Several months ago, a new company made waves when they announced a travel car seat. WAYB (pronounced way-bee) claimed to have the solution with a new seat, the WAYB Pico. I was one of many parents and CPS technicians who was very intrigued and as time as passed, I’ve kept my eyes and ears open for more news. A few months ago, I finally got to see it live and in person. My first impression was how small it was, because it is really, seriously small. And yet somehow, abundant enough to live up to its limits. Before I spoil the whole review, let’s dive into the details.
- Forward facing only
- For children 1 and older (WAYB recommends you wait until age 2), 22-50 pounds, 30-45 inches, and shoulders below the top of the seat back
- Whole seat weighs 8 (!) pounds and folds very compactly
- One shoulder harness position, one crotch buckle position
- Body is made of aerospace-grade aluminum
- Seat is made with ASTROKNIT™ mesh, which takes the place of foams
- Pico is eco-friendly, with the majority of the seat being recyclable
- 4 fashion options
- MSRP $320, with a fabulous travel bag for $50
- Width of seat: 14.75 inches at the widest point (middle of the torso)
- Height of seat with headrest in lowest position: 22.75 inches
- Height of seat headrest fully extended: 27.75 inches
- Depth of seat: 15.25 inches
- Harness (torso) height: 16.5 inches
- Weight of seat: 8 pound
Official Website: WAYB.com
Fit to Child
The first time I saw the Pico, I was skeptical. It is SO small. I worried that it wouldn’t fit longer torsoed kids or would be outgrown too quickly, especially with a 45” height limit. And part of that was just seeing it in a room without a kid to compare it to, but rest easy, my eyes deceived me.
I put all 3 of my kids, ages 7, 4 and 1 into this seat and somehow they all fit. It might be magic because it’s seriously the smallest seat I’ve ever seen.
I’m going to start with the littlest, who is 22 months, 25 pounds and 33 inches.
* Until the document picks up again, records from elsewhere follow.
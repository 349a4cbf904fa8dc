//! Prometheus metrics endpoint.

use crate::server::CheckNode;
use axum::{http::header::CONTENT_TYPE, response::IntoResponse, Extension};
use check_types::NodeStatus;
use std::sync::atomic::Ordering;
use std::sync::Arc;

/// Prometheus metrics handler.
///
/// Returns metrics in Prometheus text format: one gauge for the local run
/// state and the runner's counters (monotonic since startup).
pub async fn metrics_handler(Extension(node): Extension<Arc<CheckNode>>) -> impl IntoResponse {
    let m = node.runner().metrics();

    // Gauges
    let running = u8::from(node.runner().status().await.status() == NodeStatus::Running);
    let members = node.coordinator().members().len();

    // Counters
    let runs_started = m.runs_started.load(Ordering::Relaxed);
    let runs_completed = m.runs_completed.load(Ordering::Relaxed);
    let runs_rejected = m.runs_rejected.load(Ordering::Relaxed);
    let runs_stopped = m.runs_stopped.load(Ordering::Relaxed);
    let probes_succeeded = m.probes_succeeded.load(Ordering::Relaxed);
    let probes_failed = m.probes_failed.load(Ordering::Relaxed);
    let probes_cancelled = m.probes_cancelled.load(Ordering::Relaxed);
    let netcheck_requests = m.netcheck_requests.load(Ordering::Relaxed);
    let netcheck_bytes = m.netcheck_bytes.load(Ordering::Relaxed);

    let body = format!(
        r#"# HELP nodecheck_info Node information
# TYPE nodecheck_info gauge
nodecheck_info{{version="{version}",node_id="{node_id}"}} 1

# HELP nodecheck_run_active Whether a self test is running on this node
# TYPE nodecheck_run_active gauge
nodecheck_run_active {running}

# HELP nodecheck_cluster_members Number of known cluster members
# TYPE nodecheck_cluster_members gauge
nodecheck_cluster_members {members}

# HELP nodecheck_runs_started_total Runs accepted by this node
# TYPE nodecheck_runs_started_total counter
nodecheck_runs_started_total {runs_started}

# HELP nodecheck_runs_completed_total Runs settled by this node
# TYPE nodecheck_runs_completed_total counter
nodecheck_runs_completed_total {runs_completed}

# HELP nodecheck_runs_rejected_total Start requests rejected because a run was in progress
# TYPE nodecheck_runs_rejected_total counter
nodecheck_runs_rejected_total {runs_rejected}

# HELP nodecheck_runs_stopped_total Runs cancelled by a stop
# TYPE nodecheck_runs_stopped_total counter
nodecheck_runs_stopped_total {runs_stopped}

# HELP nodecheck_probes_total Probes settled, by outcome
# TYPE nodecheck_probes_total counter
nodecheck_probes_total{{outcome="success"}} {probes_succeeded}
nodecheck_probes_total{{outcome="error"}} {probes_failed}
nodecheck_probes_total{{outcome="cancelled"}} {probes_cancelled}

# HELP nodecheck_netcheck_requests_total Network probe payloads received from peers
# TYPE nodecheck_netcheck_requests_total counter
nodecheck_netcheck_requests_total {netcheck_requests}

# HELP nodecheck_netcheck_bytes_total Network probe bytes received from peers
# TYPE nodecheck_netcheck_bytes_total counter
nodecheck_netcheck_bytes_total {netcheck_bytes}
"#,
        version = env!("CARGO_PKG_VERSION"),
        node_id = node.node_id(),
    );

    (
        [(CONTENT_TYPE, "text/plain; version=0.0.4; charset=utf-8")],
        body,
    )
}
I was easily able to adjust the seat to hold him totally securely, despite being on the smaller end of the limits of the seat. Now, the tricky part is that he can’t legally ride in this seat in California, despite being within the stated limits of the seat, because he’s not yet 2 years old. If you choose to use this seat for travel, you’ll need to research the rear facing laws at your destination, because you may not be able to use this seat for your younger toddlers everywhere.
My middle kid is 4.5 years old, 41.5 inches and 32 pounds. He also has the longest torso of any child I have ever met. And even with that, he still has a solid 2-3 inches of torso growth left in the Pico. I was absolutely shocked. He fit well and said the seat was so comfortable that he wanted to keep it in the car. That’s a ringing endorsement if there ever was one.
My oldest kid is 7 years old, 47.5 inches and 49 pounds. He has outgrown this seat per the stated limits and I would not use it for him and am not recommending you do so either, just to be clear. I just put him in it because I wanted to get a sense of whether the harness would truly accommodate a 45” inch child and I feel pretty confident in saying that it really will. The shape of the seat definitely gives more room than the written measurements would suggest. My oldest had outgrown it by a sneeze, even though he was almost 3 inches taller than the limit.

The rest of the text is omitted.